Does this lament sound familiar? Whilst the day to day living costs of the farm family are met, any larger amounts of money that could be redirected to holidays, improvements to the home, investment purposes etc are always spent on the farm. Sometimes the conflict is between two people in a relationship which can be hard. Sometimes all the people are on the same page, however struggling with two competing priorities within the overall objective of living a good life and running a profitable and productive farming business.

We all learn about lifecycles as infants. Frog’s eggs hatch into tadpoles, they grow into frogs and then have little eggs of their own, old frogs die. Farm businesses and farm families have lifecycles too. What often causes most pressure around the competition for cash between farm businesses and farm families, is that often they are in peak growth stage at the same time. The couple of decades spent raising children are generally when the farmers are young, fit and energised and looking to grow farms in either scale, scope or profitability. With one partner often working lower hours over this period to raise children and the additional costs of food, entertainment and education means that this is also the most expensive stage a family goes through, especially if you have quite a few little tadpoles, as farming families often do.

So how do we find the happy balance between long term investments in our farming business and long-term investments in our families and in the process, enjoy more harmonious relationships because we are working together toward what we want?

Values alignment
Hopefully you have similar values to the person you are sharing your life with, if not having alignment in values, or values that don’t necessarily contradict is a really important start. Understanding the choices people make us sometimes easier when we understand their values. You can find some online resources from Brene Brown Here This online values test is quick and easy. and can be fun to work through as a couple or family group. Checking in with our values when we make decisions helps us make decisions, we are happy with in the short and long term.

Get solid on the shared goals

A really important step is to get some goals written down. It’s really confronting for a lot of people, however writing goals down is really helpful, it keeps us honest and accountable. When we are goal setting as a couple or family, writing them down is the best way to ensure that you have been understood and you understand what others want. Goals change, and that’s ok. Try working toward a set of 10 year goals, and revisit them every year or so.

Understand the profit drivers
These really vary from industry to industry, however generally speaking, in livestock enterprises the focus needs to be on stocking rates and fertility, and in cropping enterprises, on low-cost production of tonnes at scale. How this is achieved might look different on one farm to another, however understanding the return on investment from machinery and infrastructure upgrades is such an essential part of good business management. So what am I saying? Basically, before you spent 50k, 80k, 300k, 500k or a million dollars on machinery and infrastructure upgrades, have a pretty solid understanding (that is numbers on paper) about how its going to impact on your profit drivers.

Understand the relatively small impact of some desirable family spending on farm profitability
Let’s face it, the dollars are big in agriculture.

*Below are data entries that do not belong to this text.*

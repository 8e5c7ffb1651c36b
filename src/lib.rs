//! courier - contact-list mailer with duplicate-send detection
//!
//! This crate is the sending core behind the courier browser extension:
//! it sends a message to a saved contact list through the Gmail API,
//! first checking whether a qualifying message was already exchanged with
//! that list today, and offers a threaded reply instead of a duplicate
//! send.

pub mod config;
pub mod domain;
pub mod providers;
pub mod services;
pub mod storage;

When contemplating some discretionary spending for non-farm related goals, think about it in relation to your largest variable cost. What does this amount to as a percentage of your fertiliser or fodder cost over a few years?

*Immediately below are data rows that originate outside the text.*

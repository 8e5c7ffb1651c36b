//! courier - host binary for the extension UI.
//!
//! Speaks a one-shot request/response protocol: one JSON request on
//! stdin, one JSON result on stdout. Logs go to stderr so stdout stays a
//! clean response channel.

use std::sync::Arc;

use anyhow::{Context, Result};
use tokio::io::{AsyncReadExt, AsyncWriteExt};

use courier::config::Settings;
use courier::providers::email::{GmailProvider, GoogleTokenBroker};
use courier::services::{Authenticator, Dispatcher, Request, Response};
use courier::storage::{JsonListStore, KeychainAccess};

#[tokio::main]
async fn main() -> Result<()> {
    // Initialize logging
    tracing_subscriber::fmt()
        .with_env_filter(
            tracing_subscriber::EnvFilter::from_default_env()
                .add_directive(tracing::Level::INFO.into()),
        )
        .with_writer(std::io::stderr)
        .init();

    let settings = Settings::load();

    let lists_path = settings
        .storage
        .lists_file
        .clone()
        .or_else(JsonListStore::default_path)
        .context("no data directory available for the list store")?;
    let lists = Arc::new(JsonListStore::new(lists_path));

    let broker = Arc::new(GoogleTokenBroker::new(
        KeychainAccess::new(),
        settings.auth.account.clone(),
    ));
    let auth = Arc::new(Authenticator::new(
        broker,
        chrono::Duration::seconds(settings.auth.clock_skew_secs as i64),
    ));
    let provider = Arc::new(GmailProvider::new());

    let dispatcher = Dispatcher::new(lists, provider, auth, settings.detection.page_size);

    let mut input = String::new();
    tokio::io::stdin()
        .read_to_string(&mut input)
        .await
        .context("failed to read request from stdin")?;

    let response = match serde_json::from_str::<Request>(&input) {
        Ok(request) => match dispatcher.handle(request).await {
            Ok(outcome) => Response::from(outcome),
            Err(e) => {
                tracing::error!(error = %e, "request failed");
                Response::error(e.to_string())
            }
        },
        Err(e) => Response::error(format!("malformed request: {}", e)),
    };

    let json = serde_json::to_string(&response).context("serialize response")?;
    let mut stdout = tokio::io::stdout();
    stdout.write_all(json.as_bytes()).await?;
    stdout.write_all(b"\n").await?;
    stdout.flush().await?;

    Ok(())
}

Make your marriage a priority
If you are one of those couples where the farm always takes precedence over the needs of the family, think about the long-term impact of your desires always coming second to those of someone else. If you have read this far, its probably not you, unless someone forward you this article, and then you might need to sing a Taylor Swits Anti-Hero to yourself.

Think about succession
Oh we hear a lot about this old chestnut. We hear a lot about the families that have a successor and are trying to make it work. We don’t hear much from the families who had no one willing or eager to take the farm on, but there is often a lot of sadness there too. If we want our children to be interested in a career in farming, we have to make the lifestyle of farming not entirely constructed of hard work and deprivation. There have to be holidays and lovely shared family times. The stories we tell about farm finance need to be well thought out with a view to teaching financial literacy, rather than just frugal practice.  We need to abstain from telling children unnecessary stories about financially difficulties especially in households where income and wealth in all relative terms are on par with or greater than most of their school aged peers.

Understand the timelines
Whilst we can slow down the growth cycle of the farm business and catch up later, we cannot slow down the growth cycle of the farming family. Kids grow up fast. Opportunities for shared family holidays don’t end when our children leave school, but you may find that there is a gap from about 16-30 when they want to accompany you on the cheap ones. We all know families who have built the big house or undertaken the renovation to give all of their children more room, after they have all left home. Sad too are the stories of those who would have loved to travel but their health left before they did.

Investing in our farms is important and early business growth is important but remember, in the end all the old frogs die and they don’t get to take their tractors with them.